Muhammed Hamidullah; Miraç’ın bedenen gerçekleştiğine inanmıyor. Hz. Kur’an’da Miraç şöyle anlatılmaktadır: “Kulu Muhammed’i geceleyin, Mescid-i Haram’dan kendisine bazı ayetlerimizi göstermek için, etrafını mübarek kıldığımız Mescid-i Aksa’ya götüren Allah, her türlü noksan sıfatlardan münezzehtir. Şüphesiz ki her şeyi hakkıyla işiten, hakkıyla gören O’dur.”7 Ebu Said el Hudrî (r.a.)’nin rivayet ettiği bir hadis-i şerifte şöyle buyrulur: “Beytü’l Makdis’te olanları bitirdiğim zaman Miraç getirildi ki, ben ondan güzel bir şey görmedim.” Yine el- Hudrî’nin rivayet ettiği bir hadis-i şerifte de şöyle buyruluyor: “Sonra Miraç. Getirildi -ki insanların ruhu onda göğe yükselir- Baktım ki, gördüğüm şeylerin en güzeli; görmez misin ölmek üzere olan kimse, ona nasıl gözünü diker? Bunun üzerine dünya göğü kapısına kadar yükseltildik. Cebrail kapının açılmasını istedi. ‘O kimdir?’ denildi. ‘Cibril’ dedi. ‘Yanındaki kim?’ denildi. ‘Muhammed’ dedi. ‘Öyle mi? O peygamber olarak gönderildi mi?’ denildi. O ‘evet’ dedi. Hemen kapıyı açtılar ve beni selamladılar. Bir de ne bakayım görevli bir melek gördüm ki göğü koruyor ve ona İsmail deniliyor. Emrinde yetmiş bin melek ve her birinin emrinde yüz bin melek var.” Bu hadis-i şerifin devamı çok uzun ve Miraç’ı teferruatlıca anlatıyor. Sahih-i Buhari’de geçiyor. Tüm Ehl-i Sünnet âlimler Miracın hem bedenen hem ruhen gerçekleştiğine inanmışlar ve ittifak etmişlerdir. Kütüb-ü Sitte ve diğer hadis kitaplarında bu konuda pek çok hadis-i şerif bulabilirsiniz. Yalnız Hamidullah gibi bir kaç aykırı düşünce sahipleri muhalif fikirlerini yaymaya çalışmışlardır.

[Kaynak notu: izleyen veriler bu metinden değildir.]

#[cfg(test)]
mod tests {
    use super::*;
    use crate::config::{ConfigStore, Settings};
    use crate::logging::{BatchLogger, LogConfig};
    use crate::models::BatchSpec;
    use crate::orchestrator::errors::StepError;
    use crate::project::BatchPaths;
    use parking_lot::Mutex;
    use serde_json::Value;
    use std::collections::HashMap;
    use tempfile::TempDir;

    /// In-memory config store for pipeline tests.
    #[derive(Default)]
    struct MemoryConfig {
        flags: Mutex<HashMap<u32, bool>>,
        values: Mutex<HashMap<String, Value>>,
    }

    impl ConfigStore for MemoryConfig {
        fn get_step_status(&self, step: u32) -> bool {
            self.flags.lock().get(&step).copied().unwrap_or(false)
        }

        fn update_step_status(&self, step: u32, completed: bool) -> bool {
            self.flags.lock().insert(step, completed);
            true
        }

        fn get(&self, key: &str) -> Option<Value> {
            self.values.lock().get(key).cloned()
        }

        fn set(&self, key: &str, value: Value) -> bool {
            self.values.lock().insert(key.to_string(), value);
            true
        }
    }

    /// Step that records executions into a shared log.
    struct RecordingStep {
        number: u32,
        name: &'static str,
        executed: Arc<Mutex<Vec<u32>>>,
        fail: bool,
        panic: bool,
    }

    impl RecordingStep {
        fn ok(number: u32, executed: Arc<Mutex<Vec<u32>>>) -> Self {
            Self {
                number,
                name: "Recording",
                executed,
                fail: false,
                panic: false,
            }
        }

        fn failing(number: u32, executed: Arc<Mutex<Vec<u32>>>) -> Self {
            Self {
                fail: true,
                ..Self::ok(number, executed)
            }
        }

        fn panicking(number: u32, executed: Arc<Mutex<Vec<u32>>>) -> Self {
            Self {
                panic: true,
                ..Self::ok(number, executed)
            }
        }
    }

    impl StepProcessor for RecordingStep {
        fn number(&self) -> u32 {
            self.number
        }

        fn name(&self) -> &str {
            self.name
        }

        fn validate_inputs(&self, _ctx: &Context) -> ValidationResult {
            ValidationResult::ok()
        }

        fn execute(
            &self,
            _ctx: &Context,
            _state: &mut BatchState,
        ) -> Result<StepResult, StepError> {
            self.executed.lock().push(self.number);
            if self.panic {
                panic!("step {} blew up", self.number);
            }
            if self.fail {
                return Ok(StepResult::failed(format!("step {} failed", self.number)));
            }
            Ok(StepResult::ok(format!("step {} done", self.number)))
        }

        fn validate_outputs(&self, _ctx: &Context, _state: &BatchState) -> ValidationResult {
            ValidationResult::ok()
        }
    }

    fn test_context(dir: &TempDir) -> (Context, Arc<MemoryConfig>) {
        let config = Arc::new(MemoryConfig::default());
        let logger = Arc::new(
            BatchLogger::new("test_batch", dir.path().join("logs"), LogConfig::default(), None)
                .unwrap(),
        );
        let ctx = Context::new(
            BatchSpec::new("test_batch", dir.path()),
            Settings::default(),
            BatchPaths::new(dir.path()),
            config.clone(),
            logger,
        );
        (ctx, config)
    }

    #[test]
    fn pipeline_builds_correctly() {
        let executed = Arc::new(Mutex::new(Vec::new()));
        let pipeline = Pipeline::new()
            .with_step(RecordingStep::ok(1, executed.clone()))
            .with_step(RecordingStep::ok(2, executed));

        assert_eq!(pipeline.step_count(), 2);
        assert_eq!(pipeline.registered_steps(), vec![1, 2]);
        assert!(pipeline.is_registered(1));
        assert!(!pipeline.is_registered(3));
    }

    #[test]
    fn registration_overwrites_silently() {
        let executed = Arc::new(Mutex::new(Vec::new()));
        let pipeline = Pipeline::new()
            .with_step(RecordingStep::failing(4, executed.clone()))
            .with_step(RecordingStep::ok(4, executed.clone()));

        assert_eq!(pipeline.step_count(), 1);

        let dir = TempDir::new().unwrap();
        let (ctx, _) = test_context(&dir);
        let mut state = BatchState::new("t");
        let result = pipeline.run(&ctx, &mut state, 4, 4, false).unwrap();

        // The replacement (succeeding) step ran
        assert!(result.success);
        assert_eq!(result.steps_completed, vec![4]);
    }

    #[test]
    fn steps_run_in_ascending_order_regardless_of_registration() {
        let executed = Arc::new(Mutex::new(Vec::new()));
        let pipeline = Pipeline::new()
            .with_step(RecordingStep::ok(7, executed.clone()))
            .with_step(RecordingStep::ok(2, executed.clone()))
            .with_step(RecordingStep::ok(5, executed.clone()));

        let dir = TempDir::new().unwrap();
        let (ctx, _) = test_context(&dir);
        let mut state = BatchState::new("t");
        let result = pipeline.run(&ctx, &mut state, 1, 8, false).unwrap();

        assert!(result.success);
        assert_eq!(*executed.lock(), vec![2, 5, 7]);
        assert_eq!(result.steps_completed, vec![2, 5, 7]);
    }

    #[test]
    fn dry_run_records_nothing_and_executes_nothing() {
        let executed = Arc::new(Mutex::new(Vec::new()));
        let pipeline = Pipeline::new()
            .with_step(RecordingStep::ok(1, executed.clone()))
            .with_step(RecordingStep::ok(2, executed.clone()));

        let dir = TempDir::new().unwrap();
        let (ctx, config) = test_context(&dir);
        let mut state = BatchState::new("t");
        let result = pipeline.run(&ctx, &mut state, 1, 2, true).unwrap();

        assert!(result.success);
        assert!(result.step_results.is_empty());
        assert!(result.steps_completed.is_empty());
        assert!(executed.lock().is_empty());
        assert!(!config.get_step_status(1));
    }

    #[test]
    fn failure_halts_before_next_step() {
        let executed = Arc::new(Mutex::new(Vec::new()));
        let pipeline = Pipeline::new()
            .with_step(RecordingStep::ok(1, executed.clone()))
            .with_step(RecordingStep::failing(2, executed.clone()))
            .with_step(RecordingStep::ok(3, executed.clone()));

        let dir = TempDir::new().unwrap();
        let (ctx, config) = test_context(&dir);
        let mut state = BatchState::new("t");
        let result = pipeline.run(&ctx, &mut state, 1, 3, false).unwrap();

        assert!(!result.success);
        assert_eq!(result.steps_completed, vec![1]);
        assert_eq!(result.error_message, "step 2 failed");
        // Step 3 never executed
        assert_eq!(*executed.lock(), vec![1, 2]);
        // Step 1's flag persisted despite the later failure
        assert!(config.get_step_status(1));
        assert!(!config.get_step_status(2));
    }

    #[test]
    fn unregistered_steps_are_skipped_silently() {
        let executed = Arc::new(Mutex::new(Vec::new()));
        let pipeline = Pipeline::new()
            .with_step(RecordingStep::ok(1, executed.clone()))
            .with_step(RecordingStep::ok(3, executed.clone()));

        let dir = TempDir::new().unwrap();
        let (ctx, _) = test_context(&dir);
        let mut state = BatchState::new("t");
        let result = pipeline.run(&ctx, &mut state, 1, 3, false).unwrap();

        assert!(result.success);
        assert_eq!(result.steps_completed, vec![1, 3]);
        assert_eq!(result.step_results.len(), 2);
    }

    #[test]
    fn single_step_range_executes_exactly_that_step() {
        let executed = Arc::new(Mutex::new(Vec::new()));
        let pipeline = Pipeline::new()
            .with_step(RecordingStep::ok(1, executed.clone()))
            .with_step(RecordingStep::ok(2, executed.clone()))
            .with_step(RecordingStep::ok(3, executed.clone()));

        let dir = TempDir::new().unwrap();
        let (ctx, _) = test_context(&dir);
        let mut state = BatchState::new("t");
        let result = pipeline.run(&ctx, &mut state, 2, 2, false).unwrap();

        assert_eq!(*executed.lock(), vec![2]);
        assert_eq!(result.steps_completed, vec![2]);
    }

    #[test]
    fn inverted_range_is_a_usage_error() {
        let pipeline = Pipeline::new();
        let dir = TempDir::new().unwrap();
        let (ctx, _) = test_context(&dir);
        let mut state = BatchState::new("t");

        let err = pipeline.run(&ctx, &mut state, 5, 2, false).unwrap_err();
        assert!(matches!(err, PipelineError::InvalidRange { start: 5, end: 2 }));
    }

    #[test]
    fn panicking_step_becomes_failing_result() {
        let executed = Arc::new(Mutex::new(Vec::new()));
        let pipeline = Pipeline::new()
            .with_step(RecordingStep::panicking(1, executed.clone()))
            .with_step(RecordingStep::ok(2, executed.clone()));

        let dir = TempDir::new().unwrap();
        let (ctx, _) = test_context(&dir);
        let mut state = BatchState::new("t");
        let result = pipeline.run(&ctx, &mut state, 1, 2, false).unwrap();

        assert!(!result.success);
        assert!(result.error_message.contains("step 1 blew up"));
        assert!(result.steps_completed.is_empty());
        // Step 2 never ran
        assert_eq!(*executed.lock(), vec![1]);
    }

    #[test]
    fn resume_run_shares_completion_flags() {
        let dir = TempDir::new().unwrap();
        let (ctx, config) = test_context(&dir);

        // First attempt: step 2 fails
        let executed = Arc::new(Mutex::new(Vec::new()));
        let pipeline_a = Pipeline::new()
            .with_step(RecordingStep::ok(1, executed.clone()))
            .with_step(RecordingStep::failing(2, executed.clone()))
            .with_step(RecordingStep::ok(3, executed.clone()));

        let mut state = BatchState::new("t");
        let result_a = pipeline_a.run(&ctx, &mut state, 1, 3, false).unwrap();
        assert!(!result_a.success);
        assert_eq!(result_a.steps_completed, vec![1]);

        // Second attempt: fresh pipeline with the remaining (fixed) steps
        let pipeline_b = Pipeline::new()
            .with_step(RecordingStep::ok(2, executed.clone()))
            .with_step(RecordingStep::ok(3, executed.clone()));

        let mut state_b = BatchState::new("t");
        let result_b = pipeline_b.run(&ctx, &mut state_b, 2, 3, false).unwrap();
        assert!(result_b.success);
        assert_eq!(result_b.steps_completed, vec![2, 3]);

        // All three steps now flagged complete in the shared store
        assert!(config.get_step_status(1));
        assert!(config.get_step_status(2));
        assert!(config.get_step_status(3));
    }

    #[test]
    fn cancel_handle_stops_at_step_boundary() {
        let executed = Arc::new(Mutex::new(Vec::new()));
        let pipeline = Pipeline::new().with_step(RecordingStep::ok(1, executed.clone()));

        let handle = pipeline.cancel_handle();
        assert!(!pipeline.is_cancelled());
        handle.cancel();
        assert!(pipeline.is_cancelled());

        let dir = TempDir::new().unwrap();
        let (ctx, _) = test_context(&dir);
        let mut state = BatchState::new("t");
        let err = pipeline.run(&ctx, &mut state, 1, 1, false).unwrap_err();

        assert!(matches!(err, PipelineError::Cancelled { .. }));
        assert!(executed.lock().is_empty());
    }

    #[test]
    fn run_result_accumulates() {
        let mut result = PipelineRunResult::new();
        result.add_step_result(1, StepResult::ok("a"));
        result.add_step_result(2, StepResult::ok("b"));
        result.add_step_result(3, StepResult::ok("c"));

        assert!(result.success);
        assert_eq!(result.steps_completed, vec![1, 2, 3]);
        assert!(result.error_message.is_empty());

        result.add_step_result(4, StepResult::failed("no watermark file"));

        assert!(!result.success);
        assert_eq!(result.steps_completed, vec![1, 2, 3]);
        assert_eq!(result.error_message, "no watermark file");
    }
}
//! ABP Core - Backend logic for Archive Batch Processor
//!
//! This crate contains all business logic with zero UI dependencies.
//! It can be used by the GUI application or a CLI tool.

pub mod config;
pub mod imaging;
pub mod logging;
pub mod metadata;
pub mod models;
pub mod orchestrator;
pub mod project;

/// Returns the crate version.
pub fn version() -> &'static str {
    env!("CARGO_PKG_VERSION")
}

#[cfg(test)]
mod tests {
    use super::*;

    #[test]
    fn version_returns_value() {
        assert!(!version().is_empty());
    }
}
//! exiftool command argument builder.
//!
//! Builds command-line tokens for exiftool based on a WorksheetRow.
//! Empty worksheet fields produce no tag assignment, so partially
//! cataloged rows only write the fields that were filled in.

use std::path::Path;

use crate::config::Settings;
use crate::models::WorksheetRow;

/// Builder for exiftool command-line arguments.
///
/// Generates a list of string tokens ready to pass to exiftool.
pub struct ExiftoolArgsBuilder<'a> {
    row: &'a WorksheetRow,
    settings: &'a Settings,
    target: &'a Path,
}

impl<'a> ExiftoolArgsBuilder<'a> {
    /// Create a new args builder.
    pub fn new(row: &'a WorksheetRow, settings: &'a Settings, target: &'a Path) -> Self {
        Self {
            row,
            settings,
            target,
        }
    }

    /// Build the complete exiftool argument tokens.
    pub fn build(&self) -> Vec<String> {
        let mut tokens = Vec::new();

        self.add_descriptive_tags(&mut tokens);
        self.add_keywords(&mut tokens);
        self.add_tool_tags(&mut tokens);

        // Tag in place; the step works on copies in its own output dir
        tokens.push("-overwrite_original".to_string());
        tokens.push(self.target.to_string_lossy().to_string());

        tokens
    }

    /// Add title, description, date, and creator assignments.
    fn add_descriptive_tags(&self, tokens: &mut Vec<String>) {
        if !self.row.title.is_empty() {
            tokens.push(format!("-XMP-dc:Title={}", self.row.title));
            tokens.push(format!("-IPTC:ObjectName={}", self.row.title));
        }
        if !self.row.description.is_empty() {
            tokens.push(format!("-XMP-dc:Description={}", self.row.description));
            tokens.push(format!(
                "-IPTC:Caption-Abstract={}",
                self.row.description
            ));
        }
        if !self.row.date.is_empty() {
            tokens.push(format!("-XMP-dc:Date={}", self.row.date));
        }
        if !self.row.creator.is_empty() {
            tokens.push(format!("-XMP-dc:Creator={}", self.row.creator));
            tokens.push(format!("-IPTC:By-line={}", self.row.creator));
        }
    }

    /// Add one keyword assignment per worksheet keyword.
    fn add_keywords(&self, tokens: &mut Vec<String>) {
        for keyword in self.row.keyword_list() {
            tokens.push(format!("-IPTC:Keywords+={}", keyword));
            tokens.push(format!("-XMP-dc:Subject+={}", keyword));
        }
    }

    /// Add the creator-tool tag from settings.
    fn add_tool_tags(&self, tokens: &mut Vec<String>) {
        if !self.settings.metadata.creator_tool.is_empty() {
            tokens.push(format!(
                "-XMP-xmp:CreatorTool={}",
                self.settings.metadata.creator_tool
            ));
        }
    }
}
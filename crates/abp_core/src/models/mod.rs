//! Data models shared across the crate.

mod batch;
mod worksheet;

pub use batch::BatchSpec;
pub use worksheet::WorksheetRow;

Molla Cami Hazretleri, Miraç’ın Arşa kadar ruh ve cesetle birlikte gerçekleştiğini söyler: “Refref onun şerefli vücudundan şereflendirilmiş olduğu zaman, Arş refrefin elinden onu süratle aldı. Arş ovasında teni bir hırka gibi bıraktı. Sancağını yere ihtiyacı olmayana (Allah’a) hırkasız olarak kaldırdı. Bir gülü götürdüler bu aşağı dehlizden o yüksek dergâha el el üstünde. Yönü, mühresi altı kapıdan kurtardı. Yeri, biniti darlıktan sıçrattı. Yerden bile boş olan bir makam buldu ki, oraya ten de mahrem değildi can da.”

Muhammed Hamidullah, İslam Peygamberi adlı kitabında şöyle demektedir: İbn-i Kelbi, bizzat Muhammed Aleyhisselamın İslam’dan evvel bir put önünde esmer bir koyunu kurban ettiğini nakleder.”8

İlim adamı, nakil yaptığı zatları didik didik inceler ve ona göre hareket eder. Garânîk rivayetini kitabında ilk nakleden müellif, hicri üçüncü asır başlarında 204/819 tarihinde vefat eden Ibnü’l Kelbî’dir. Daha sonra Vâkidî, İbn Sa’d, Taberî, Zemahşerî gibi bazi tarihçiler ve müfessirler Ibnü’l-Kelbî’den alarak bazı küçük değişiklik veya ilâvelerle aktarmışlardır. Ibnü’l-Kelbî’nin; naklettiği rivayetlerde hiçbir hassasiyet göstermeyen ve nakillerine güvenilmeyen bir kişi olduğu bilinen bir gerçektir.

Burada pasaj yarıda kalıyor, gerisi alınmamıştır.